## Prompt:
Pick out each line of the records in which the word "request" appears.
[Material to process Boundary: Start]
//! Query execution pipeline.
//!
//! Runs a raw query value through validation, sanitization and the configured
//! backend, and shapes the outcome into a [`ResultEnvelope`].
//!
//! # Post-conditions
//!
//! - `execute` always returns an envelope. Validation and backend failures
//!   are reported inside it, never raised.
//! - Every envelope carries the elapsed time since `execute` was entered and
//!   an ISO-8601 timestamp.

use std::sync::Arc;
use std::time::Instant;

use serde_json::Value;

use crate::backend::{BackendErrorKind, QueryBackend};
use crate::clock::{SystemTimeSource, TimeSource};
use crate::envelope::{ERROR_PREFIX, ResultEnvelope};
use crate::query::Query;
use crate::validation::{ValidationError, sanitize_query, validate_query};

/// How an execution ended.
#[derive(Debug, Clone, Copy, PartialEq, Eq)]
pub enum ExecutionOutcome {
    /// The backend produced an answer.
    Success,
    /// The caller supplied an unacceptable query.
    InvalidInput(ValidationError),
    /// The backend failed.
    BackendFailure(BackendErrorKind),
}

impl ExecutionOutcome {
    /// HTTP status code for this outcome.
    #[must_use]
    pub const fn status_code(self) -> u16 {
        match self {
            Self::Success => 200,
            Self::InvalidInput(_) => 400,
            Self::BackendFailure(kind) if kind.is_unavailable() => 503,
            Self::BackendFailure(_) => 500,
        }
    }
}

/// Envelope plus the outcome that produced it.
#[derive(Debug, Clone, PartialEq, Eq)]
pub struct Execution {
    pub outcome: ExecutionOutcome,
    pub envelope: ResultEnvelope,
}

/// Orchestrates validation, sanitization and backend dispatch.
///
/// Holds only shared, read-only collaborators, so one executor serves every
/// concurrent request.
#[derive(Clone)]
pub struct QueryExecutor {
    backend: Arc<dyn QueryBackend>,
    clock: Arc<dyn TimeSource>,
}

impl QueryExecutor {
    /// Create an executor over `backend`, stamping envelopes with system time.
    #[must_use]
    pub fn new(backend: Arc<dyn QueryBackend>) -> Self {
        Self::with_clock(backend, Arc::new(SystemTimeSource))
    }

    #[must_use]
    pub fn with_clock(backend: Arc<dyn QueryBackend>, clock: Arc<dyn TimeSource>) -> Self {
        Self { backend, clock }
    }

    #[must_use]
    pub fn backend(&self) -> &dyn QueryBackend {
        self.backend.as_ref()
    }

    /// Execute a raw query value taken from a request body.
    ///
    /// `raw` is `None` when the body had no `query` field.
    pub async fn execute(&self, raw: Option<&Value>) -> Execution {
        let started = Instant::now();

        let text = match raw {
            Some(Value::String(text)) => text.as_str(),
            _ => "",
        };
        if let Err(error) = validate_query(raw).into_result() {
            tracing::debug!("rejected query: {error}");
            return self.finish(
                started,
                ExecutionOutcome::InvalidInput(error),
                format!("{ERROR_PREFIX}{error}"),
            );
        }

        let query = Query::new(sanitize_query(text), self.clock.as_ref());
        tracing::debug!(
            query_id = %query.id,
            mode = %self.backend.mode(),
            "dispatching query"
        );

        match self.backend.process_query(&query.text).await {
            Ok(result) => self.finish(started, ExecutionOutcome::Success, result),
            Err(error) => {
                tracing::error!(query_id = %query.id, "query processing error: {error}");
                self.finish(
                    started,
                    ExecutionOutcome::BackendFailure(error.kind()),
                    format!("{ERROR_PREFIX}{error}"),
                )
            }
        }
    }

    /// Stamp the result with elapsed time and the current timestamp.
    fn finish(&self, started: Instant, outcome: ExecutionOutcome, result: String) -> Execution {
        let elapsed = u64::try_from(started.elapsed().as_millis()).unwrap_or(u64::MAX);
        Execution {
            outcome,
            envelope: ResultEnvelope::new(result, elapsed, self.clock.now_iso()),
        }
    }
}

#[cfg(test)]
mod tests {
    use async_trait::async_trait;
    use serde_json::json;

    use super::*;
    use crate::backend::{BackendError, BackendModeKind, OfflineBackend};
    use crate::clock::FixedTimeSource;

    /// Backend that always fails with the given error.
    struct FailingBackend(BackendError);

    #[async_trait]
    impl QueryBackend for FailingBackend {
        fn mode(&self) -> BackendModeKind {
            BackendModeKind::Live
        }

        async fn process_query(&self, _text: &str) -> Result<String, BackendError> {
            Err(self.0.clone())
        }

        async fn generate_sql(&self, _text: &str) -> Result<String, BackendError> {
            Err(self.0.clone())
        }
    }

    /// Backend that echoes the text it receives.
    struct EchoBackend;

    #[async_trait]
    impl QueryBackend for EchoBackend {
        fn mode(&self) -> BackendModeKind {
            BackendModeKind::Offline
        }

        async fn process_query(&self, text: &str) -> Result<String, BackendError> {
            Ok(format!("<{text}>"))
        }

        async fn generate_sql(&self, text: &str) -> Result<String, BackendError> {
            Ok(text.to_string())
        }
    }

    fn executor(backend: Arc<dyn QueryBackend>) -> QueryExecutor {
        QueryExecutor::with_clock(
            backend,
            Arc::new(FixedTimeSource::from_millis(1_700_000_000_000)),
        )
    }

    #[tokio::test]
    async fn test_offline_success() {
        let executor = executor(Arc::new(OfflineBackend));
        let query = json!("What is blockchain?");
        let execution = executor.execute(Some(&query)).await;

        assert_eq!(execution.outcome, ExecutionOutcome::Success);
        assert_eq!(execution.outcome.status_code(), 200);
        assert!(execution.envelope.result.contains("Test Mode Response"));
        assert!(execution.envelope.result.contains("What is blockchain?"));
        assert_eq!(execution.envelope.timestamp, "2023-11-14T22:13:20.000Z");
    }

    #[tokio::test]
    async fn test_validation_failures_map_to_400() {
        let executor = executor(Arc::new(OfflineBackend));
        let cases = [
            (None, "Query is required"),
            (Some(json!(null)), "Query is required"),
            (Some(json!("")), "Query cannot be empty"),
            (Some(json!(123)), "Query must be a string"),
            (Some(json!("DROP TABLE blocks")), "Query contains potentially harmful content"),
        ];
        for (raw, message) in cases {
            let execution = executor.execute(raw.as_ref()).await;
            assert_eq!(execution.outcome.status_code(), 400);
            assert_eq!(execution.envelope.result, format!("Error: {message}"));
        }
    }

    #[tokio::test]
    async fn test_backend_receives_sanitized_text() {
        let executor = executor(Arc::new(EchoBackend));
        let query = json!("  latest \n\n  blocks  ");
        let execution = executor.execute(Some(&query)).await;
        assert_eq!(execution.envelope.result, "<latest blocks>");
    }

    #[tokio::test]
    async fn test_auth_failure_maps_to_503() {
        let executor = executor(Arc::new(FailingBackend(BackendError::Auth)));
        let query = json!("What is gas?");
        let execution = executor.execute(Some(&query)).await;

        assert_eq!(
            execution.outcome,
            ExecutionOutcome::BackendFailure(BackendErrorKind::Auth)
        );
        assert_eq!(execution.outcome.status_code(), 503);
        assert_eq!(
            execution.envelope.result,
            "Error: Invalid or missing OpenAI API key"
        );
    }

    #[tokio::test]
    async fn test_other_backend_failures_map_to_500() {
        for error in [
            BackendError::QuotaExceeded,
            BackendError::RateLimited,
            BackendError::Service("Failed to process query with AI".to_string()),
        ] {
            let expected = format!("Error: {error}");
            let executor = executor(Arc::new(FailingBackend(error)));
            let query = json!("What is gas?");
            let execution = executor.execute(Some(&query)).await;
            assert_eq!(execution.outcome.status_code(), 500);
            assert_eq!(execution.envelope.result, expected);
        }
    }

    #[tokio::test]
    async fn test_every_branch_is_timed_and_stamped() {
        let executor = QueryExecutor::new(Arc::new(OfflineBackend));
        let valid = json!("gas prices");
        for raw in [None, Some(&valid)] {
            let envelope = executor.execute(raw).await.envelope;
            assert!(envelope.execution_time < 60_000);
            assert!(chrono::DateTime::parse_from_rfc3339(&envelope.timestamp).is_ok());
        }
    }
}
[Material to process Boundary: End]
## Result for this task:
/// concurrent request.
    /// Execute a raw query value taken from a request body.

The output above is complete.